[Start of Attachment]

//! Test Helper Utilities
//!
//! Shared utilities for testing slush-vaporizer

#![allow(dead_code)]

pub mod audio_generator;
pub mod fakes;

pub use audio_generator::{generate_test_wav, AudioConfig};
pub use fakes::{FailingExecutor, FakeToolkit, Profile, RecordedCall, RecordingExecutor};

use slush_common::events::EventBus;
use slush_vaporizer::analysis::FeatureAnalyzer;
use slush_vaporizer::effects::EffectExecutor;
use slush_vaporizer::jobs::{Job, JobOrchestrator};
use slush_vaporizer::options::PresetCatalog;
use slush_vaporizer::pipeline::{PipelineRunner, Vaporizer};
use std::path::{Path, PathBuf};
use std::sync::Arc;
use std::time::Duration;
use uuid::Uuid;

/// Uploads and outputs folders under one temp root
pub struct TestDirs {
    pub root: tempfile::TempDir,
    pub uploads: PathBuf,
    pub outputs: PathBuf,
}

impl TestDirs {
    pub fn new() -> Self {
        let root = tempfile::tempdir().expect("Failed to create temp dir");
        let uploads = root.path().join("uploads");
        let outputs = root.path().join("outputs");
        std::fs::create_dir_all(&uploads).expect("Failed to create uploads dir");
        std::fs::create_dir_all(&outputs).expect("Failed to create outputs dir");
        Self {
            root,
            uploads,
            outputs,
        }
    }

    /// Write `bytes` as an upload and return its path
    pub fn upload(&self, name: &str, bytes: &[u8]) -> PathBuf {
        let path = self.uploads.join(format!("{}_{}", Uuid::new_v4(), name));
        std::fs::write(&path, bytes).expect("Failed to write upload");
        path
    }
}

/// Vaporizer over the built-in presets
pub fn test_vaporizer(executor: Arc<dyn EffectExecutor>, toolkit: FakeToolkit) -> Vaporizer {
    Vaporizer::new(
        PipelineRunner::new(executor),
        FeatureAnalyzer::new(Arc::new(toolkit)),
        Arc::new(PresetCatalog::builtin().expect("Built-in presets must parse")),
    )
}

/// Orchestrator writing to `outputs`
pub fn test_orchestrator(
    executor: Arc<dyn EffectExecutor>,
    toolkit: FakeToolkit,
    outputs: &Path,
) -> (JobOrchestrator, EventBus) {
    let event_bus = EventBus::new(100);
    let orchestrator = JobOrchestrator::new(
        test_vaporizer(Arc::clone(&executor), toolkit),
        executor,
        outputs.to_path_buf(),
        2,
        event_bus.clone(),
    );
    (orchestrator, event_bus)
}

/// Poll until the job is terminal or the timeout passes
pub async fn wait_for_terminal(orchestrator: &JobOrchestrator, job_id: &Uuid) -> Job {
    let deadline = tokio::time::Instant::now() + Duration::from_secs(10);
    loop {
        let job = orchestrator.status(job_id).expect("Job must exist");
        if job.is_terminal() {
            return job;
        }
        assert!(
            tokio::time::Instant::now() < deadline,
            "Job {} did not finish in time (state {:?})",
            job_id,
            job.state
        );
        tokio::time::sleep(Duration::from_millis(10)).await;
    }
}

[End of Attachment]

What to work on:
Every line in the material above that has the word "FeatureAnalyzer" should be copied.

Result:
use slush_vaporizer::analysis::FeatureAnalyzer;
        FeatureAnalyzer::new(Arc::new(toolkit)),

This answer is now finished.